We'll also create this list that holds the distance for the neighbors of each cell within the matrix.

This translates to the neighbor one column to the right, one row down, one column to the left, and one row up from the current cell.

        neighbors = [(0,1), (1,0), (-1,0), (0,-1)]

 

Then, we will traverse each cell within the matrix and take inventory of our oranges.

        for row in range(len(grid)):
            for col in range(len(grid[0])):

 

If the orange is a one, it is fresh so we will add it to the fresh list.

                if grid[row][col] == 1:
                    fresh[(row,col)] = True

 

If the orange is a two, it is rotten so we will add it to the rotten list.

                if grid[row][col] == 2:
                    rotten[(row,col)] = True

 

Then, while the length of the fresh dictionary is greater than zero, we still have fresh oranges we are waiting to rot.

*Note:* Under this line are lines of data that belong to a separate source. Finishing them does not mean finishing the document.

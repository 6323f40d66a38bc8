use line_insight_api::run;

#[tokio::main]
async fn main() {
    if let Err(err) = run().await {
        eprintln!("application error: {err}");
        std::process::exit(1);
    }
}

        while len(fresh) > 0:

 

We'll make a new list of infected oranges that are fresh oranges that are neighbors to the rotten oranges that we know are about to become rotten.

            infected = {}

 

Now we'll continuously look through each orange in the rotten list.

            for orange in rotten:

 

The row and column coordinates of each matrix cell are the first and second index, respectively.

                row, col = orange[0], orange[1]

 

We'll use each orange in the rotten list's row and column values to see where each neighbor is.  This gives us the coordinates of each neighbor one column to the right, one row down, one column to the left, and one row up.

                for neighbor in neighbors:
                    next_row = row + neighbor[0]
                    next_col = col + neighbor[1]

 

If we find those coordinates in the fresh list, that means we have a fresh neighbor that is by a rotten orange, so it is now infected.

                    if (next_row, next_col) in fresh:

 

If that is the case, we will delete it from the fresh list and add it to the infected list.

                    if (next_row, next_col) in fresh:
                        del fresh[(next_row, next_col)]
                        infected[(next_row, next_col)] = True

 

At this point, if we have no infected oranges, we had no fresh oranges that were right by rotten oranges, in which case the rest of our oranges aren't going to become rotten.

If that is the case, we will return a negative one to signify that the rotting of all oranges is impossible.

            if not infected:
                return -1

 

If not, our batch of infected oranges is going to be rotten and another minute will elapse each time we go through this process.

            rotten = infected
            minutes += 1

 

Once we have no more fresh oranges, that means they have all become rotten so we will return the number of minutes, the number of iterations, that had to pass before they all got infected and became rotten.